Five Simple Ways to Vary Exercise Programs

At a meeting today I had a colleague ask me a simple request that I get fairly often.  She wanted to have her current program she received from another trainer “tweaked” a bit because she was getting bored (that’s why they call it a “routine”).  It was also a great reminder to me of the fact that some people receive guidance from a trainer and are given limited options for what exercises they can do for themselves and how that should be applied.  The nice thing about the human body is that it is so versatile and can achieve so many different positions.   Just for an example, with only one degree of deviation your glenohumeral (shoulder) joint can actually achieve over 60,000 different position starts.  There are literally thousands of different ways you can perform exercises, but to simplify I’m going to give you some of the easier ways to change up your exercise program and give your joints a different application if you feel you are becoming stagnant.

The only thing I’m going to mention is as always that your exercise modifications should be appropriate for you specifically.  This means that if your joint doesn’t want to go there, don’t force it to try.  You also have to consider your ability to control the joint in question – this means, if you can’t control the movement then you should probably modify it another way.  People can run into lots of trouble by trying to do things they have no business doing (and this is where people like me come in).  CrossFit, P90X and Insanity are prime examples of this type of thing and is why many people tend to get hurt rather quickly.  That’s not a knock against any specific methodology, it is a knock against people being told to do things way too hard that they can’t control properly simply for the sake of feeling something or hitting an arbitrary number of reps or time.

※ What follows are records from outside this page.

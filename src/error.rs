//! Error types for downlink encoding following M-ERRORS-CANONICAL-STRUCTS guideline.
//!
//! Every failure names the offending request field (dotted path, e.g.
//! `temperature_calibration.enable`) and the violated constraint. Errors carry a
//! backtrace when the `std` feature is enabled.

use core::fmt;

#[cfg(feature = "std")]
use std::backtrace::Backtrace;

/// Result type alias for encoding operations.
pub type Result<T> = core::result::Result<T, EncodeError>;

/// Shape of a request value, as seen by the type checks.
#[derive(Debug, Clone, Copy, PartialEq, Eq)]
#[cfg_attr(feature = "defmt", derive(defmt::Format))]
pub enum ValueKind {
    /// `true` / `false`
    Boolean,
    /// Any JSON-style number
    Number,
    /// A string
    String,
    /// A nested mapping with sub-keys
    Object,
}

impl ValueKind {
    /// Article + name, as used in error messages ("a boolean").
    pub const fn describe(self) -> &'static str {
        match self {
            ValueKind::Boolean => "a boolean",
            ValueKind::Number => "a number",
            ValueKind::String => "a string",
            ValueKind::Object => "an object",
        }
    }
}

// =============================================================================
// Error Kind Enums (Internal)
// =============================================================================

/// Type error variants (internal)
#[derive(Debug, Clone, Copy, PartialEq, Eq)]
pub(crate) enum TypeErrorKind {
    /// Value present with the wrong shape
    Mismatch,
    /// Value required by an enabled setting but absent
    Missing,
}

/// Range error variants (internal)
#[derive(Debug, Clone, Copy, PartialEq, Eq)]
pub(crate) enum RangeErrorKind {
    OutOfBounds { min: i32, max: i32 },
    UnknownVariant { allowed: &'static [&'static str] },
    NotFinite,
}

/// Frame writer variants (internal)
#[derive(Debug, Clone, Copy, PartialEq, Eq)]
pub(crate) enum FrameErrorKind {
    Overflow,
    Incomplete,
    DownlinkFull,
}

// =============================================================================
// Main Error Type
// =============================================================================

/// Downlink encoding error.
///
/// Any error aborts the whole encode call; no partial downlink is returned.
#[derive(Debug)]
pub enum EncodeError {
    /// A value has the wrong type, or a required value is missing
    Type(TypeError),
    /// A value has the right type but violates its bound or enumeration
    Range(RangeError),
    /// Internal frame layout failure (a writer was sized wrong)
    Frame(FrameError),
}

// =============================================================================
// Structured Error Types
// =============================================================================

/// Type error with optional backtrace
#[derive(Debug)]
pub struct TypeError {
    field: &'static str,
    expected: ValueKind,
    kind: TypeErrorKind,
    #[cfg(feature = "std")]
    backtrace: Backtrace,
}

impl TypeError {
    pub(crate) fn new(field: &'static str, expected: ValueKind, kind: TypeErrorKind) -> Self {
        Self {
            field,
            expected,
            kind,
            #[cfg(feature = "std")]
            backtrace: Backtrace::capture(),
        }
    }

    /// Dotted name of the offending field
    pub fn field(&self) -> &'static str {
        self.field
    }

    /// The value shape the field requires
    pub fn expected(&self) -> ValueKind {
        self.expected
    }

    /// Check if the field was absent rather than mistyped
    pub fn is_missing(&self) -> bool {
        matches!(self.kind, TypeErrorKind::Missing)
    }

    /// Backtrace captured where the error was raised
    #[cfg(feature = "std")]
    pub fn backtrace(&self) -> &Backtrace {
        &self.backtrace
    }
}

/// Range error with optional backtrace
#[derive(Debug)]
pub struct RangeError {
    field: &'static str,
    kind: RangeErrorKind,
    #[cfg(feature = "std")]
    backtrace: Backtrace,
}

impl RangeError {
    pub(crate) fn new(field: &'static str, kind: RangeErrorKind) -> Self {
        Self {
            field,
            kind,
            #[cfg(feature = "std")]
            backtrace: Backtrace::capture(),
        }
    }

    /// Dotted name of the offending field
    pub fn field(&self) -> &'static str {
        self.field
    }

    /// Inclusive bounds that were violated, if this is a bounds error
    pub fn bounds(&self) -> Option<(i32, i32)> {
        match self.kind {
            RangeErrorKind::OutOfBounds { min, max } => Some((min, max)),
            _ => None,
        }
    }

    /// Check if a number fell outside its bounds
    pub fn is_out_of_range(&self) -> bool {
        matches!(self.kind, RangeErrorKind::OutOfBounds { .. })
    }

    /// Check if a string did not name an accepted variant
    pub fn is_unknown_variant(&self) -> bool {
        matches!(self.kind, RangeErrorKind::UnknownVariant { .. })
    }

    /// Check if a number was NaN or infinite
    pub fn is_not_finite(&self) -> bool {
        matches!(self.kind, RangeErrorKind::NotFinite)
    }

    /// Backtrace captured where the error was raised
    #[cfg(feature = "std")]
    pub fn backtrace(&self) -> &Backtrace {
        &self.backtrace
    }
}

/// Frame writer error with optional backtrace
#[derive(Debug)]
pub struct FrameError {
    kind: FrameErrorKind,
    #[cfg(feature = "std")]
    backtrace: Backtrace,
}

impl FrameError {
    pub(crate) fn new(kind: FrameErrorKind) -> Self {
        Self {
            kind,
            #[cfg(feature = "std")]
            backtrace: Backtrace::capture(),
        }
    }

    /// Check if a write ran past the end of the frame buffer
    pub fn is_overflow(&self) -> bool {
        matches!(self.kind, FrameErrorKind::Overflow)
    }

    /// Backtrace captured where the error was raised
    #[cfg(feature = "std")]
    pub fn backtrace(&self) -> &Backtrace {
        &self.backtrace
    }
}

// =============================================================================
// Convenience Constructors for EncodeError
// =============================================================================

impl EncodeError {
    // Type errors
    #[cfg_attr(
        not(feature = "json"),
        allow(dead_code, reason = "Only the JSON front end sees untyped values")
    )]
    pub(crate) fn type_mismatch(field: &'static str, expected: ValueKind) -> Self {
        Self::Type(TypeError::new(field, expected, TypeErrorKind::Mismatch))
    }

    pub(crate) fn missing_field(field: &'static str, expected: ValueKind) -> Self {
        Self::Type(TypeError::new(field, expected, TypeErrorKind::Missing))
    }

    // Range errors
    pub(crate) fn out_of_range(field: &'static str, min: i32, max: i32) -> Self {
        Self::Range(RangeError::new(field, RangeErrorKind::OutOfBounds { min, max }))
    }

    pub(crate) fn unknown_variant(field: &'static str, allowed: &'static [&'static str]) -> Self {
        Self::Range(RangeError::new(field, RangeErrorKind::UnknownVariant { allowed }))
    }

    pub(crate) fn not_finite(field: &'static str) -> Self {
        Self::Range(RangeError::new(field, RangeErrorKind::NotFinite))
    }

    // Frame errors
    pub(crate) fn frame_overflow() -> Self {
        Self::Frame(FrameError::new(FrameErrorKind::Overflow))
    }

    pub(crate) fn frame_incomplete() -> Self {
        Self::Frame(FrameError::new(FrameErrorKind::Incomplete))
    }

    pub(crate) fn downlink_full() -> Self {
        Self::Frame(FrameError::new(FrameErrorKind::DownlinkFull))
    }

    /// Dotted name of the offending field, if the error concerns one
    pub fn field(&self) -> Option<&'static str> {
        match self {
            EncodeError::Type(e) => Some(e.field),
            EncodeError::Range(e) => Some(e.field),
            EncodeError::Frame(_) => None,
        }
    }

    /// Check if this is a type error (wrong shape or missing)
    pub fn is_type_error(&self) -> bool {
        matches!(self, EncodeError::Type(_))
    }

    /// Check if this is a range error (bounds, enumeration, non-finite)
    pub fn is_range_error(&self) -> bool {
        matches!(self, EncodeError::Range(_))
    }
}

// =============================================================================
// Display Implementation
// =============================================================================

impl fmt::Display for EncodeError {
    fn fmt(&self, f: &mut fmt::Formatter<'_>) -> fmt::Result {
        match self {
            EncodeError::Type(e) => match e.kind {
                TypeErrorKind::Mismatch => {
                    write!(f, "{} must be {}", e.field, e.expected.describe())
                }
                TypeErrorKind::Missing => {
                    write!(f, "{} is required and must be {}", e.field, e.expected.describe())
                }
            },
            EncodeError::Range(e) => match e.kind {
                RangeErrorKind::OutOfBounds { min, max } => {
                    write!(f, "{} must be between {} and {}", e.field, min, max)
                }
                RangeErrorKind::UnknownVariant { allowed } => {
                    write!(f, "{} must be one of ", e.field)?;
                    for (i, name) in allowed.iter().enumerate() {
                        if i > 0 {
                            f.write_str(", ")?;
                        }
                        f.write_str(name)?;
                    }
                    Ok(())
                }
                RangeErrorKind::NotFinite => write!(f, "{} must be a finite number", e.field),
            },
            EncodeError::Frame(e) => write!(f, "Frame error: {:?}", e.kind),
        }
    }
}

#[cfg(feature = "std")]
impl std::error::Error for EncodeError {}

#[cfg(feature = "defmt")]
impl defmt::Format for EncodeError {
    fn format(&self, f: defmt::Formatter<'_>) {
        match self {
            EncodeError::Type(e) if e.is_missing() => {
                defmt::write!(f, "{} is required and must be {}", e.field, e.expected);
            }
            EncodeError::Type(e) => defmt::write!(f, "{} must be {}", e.field, e.expected),
            EncodeError::Range(e) => match e.kind {
                RangeErrorKind::OutOfBounds { min, max } => {
                    defmt::write!(f, "{} must be between {} and {}", e.field, min, max);
                }
                RangeErrorKind::UnknownVariant { .. } => {
                    defmt::write!(f, "{} is not an accepted value", e.field);
                }
                RangeErrorKind::NotFinite => defmt::write!(f, "{} must be a finite number", e.field),
            },
            EncodeError::Frame(e) => defmt::write!(f, "frame error (overflow={})", e.is_overflow()),
        }
    }
}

Digression over – here’s some simple ways to throw some variety into your current program and stimulate your body in a different way:

LOAD

This is the most obvious one of course.  Simply by once in a while increasing (or even decreasing) your weight and then doing the same movement for a different number of repetitions changes the stimulation.  Next time you want to do a chest press, simply increase the weight by 10-20% and see how many repetitions you can do with good control.  And for those of you who might be worried, you aren’t going to blow up into the Hulk simply because something is five or ten pounds heavier.  This will also be a reminder that you’re probably not lifting heavy enough weight in the first place because if it feels easy, then it probably isn’t doing much.

VOLUME

If you automatically default to 3 sets of 10 repetitions, adjust and add a 4th set.  Or, if this seems like too much you can always drop down to 8 reps and still add on the fourth set.  Different people are stimulated differently.  Some of us can even get away with one maximal set and still see excellent results.  While I wouldn’t advise this for everyone, it is just an indicator that the typical way of doing things isn’t always the most effective for the individual involved.  Another way to do this might be to drop a set, but take the repetitions up – so instead of 3 sets of 10, try 2 sets of 15 (if you can control the weight).

SPEED

Most people lift heavy things way too fast and without any control.  When I’m with my clients I am typically all over them making sure everything is perfect with every repetition and cuing as we go.  To try this out, simply slow everything down that you’re performing to about half speed.  You can even count out seconds if you like.  This can basically take your time under tension to double or triple what it previously was, which fatigues everything that much more.  Conversely, you can also adjust in mid rep – for example lowering the weight slowly and then raising it with some speed.  Just be careful:  speed generates inertia and momentum and can cause a massive increase in torque around your joint.  The rules about control still apply.

RECOVERY

We all normally take rest periods in between sets, but there are many people who are guilty of taking far too long or not long enough.  The general rule is that the lower your repetition range is, the longer your rest period should be.  Powerlifters when they are attempting triples will often rest for five minutes or more between sets.  Have you ever timed your rest periods?  Keeping consistent time between sets can change your workout entirely.  The next time you do your workout, try to decrease your rest periods by even 15 seconds.  It can mean that you lose control faster during an actual set but can also give your body a different type of stimulation.  Rest periods are one thing that many people don’t even think about when they exercise

ANGLE/DIRECTION

Like I explained with your shoulder, there are so many different ways that you can move through a range of motion that you really don’t need to ever do the same movement twice.  In RTS, we call this “rotating your tires” because by simply abducting your shoulder to a different angle you can change how the muscles are stimulated crossing it.  For example, if you normally do forward lunges, try reverse lunges or lateral lunges.  If you normally do chest press flat, try incline or decline.  This also means that you may have to adjust the load in question in order to perform the movement properly.  It still stimulates the joints in question, just in a slightly different way in terms of force which is why you need to be careful.

Of course, you can also apply more than one of these at a time.  For example, for your next workout you could do the same routine but increase your load, slow down your lowering portion and only rest for 30 seconds in between sets.  Your body will have a slightly different stimulation and it will give you a bit of variety in your workouts in a very simple way.  Give it a try and you can thank me the next day (or not)!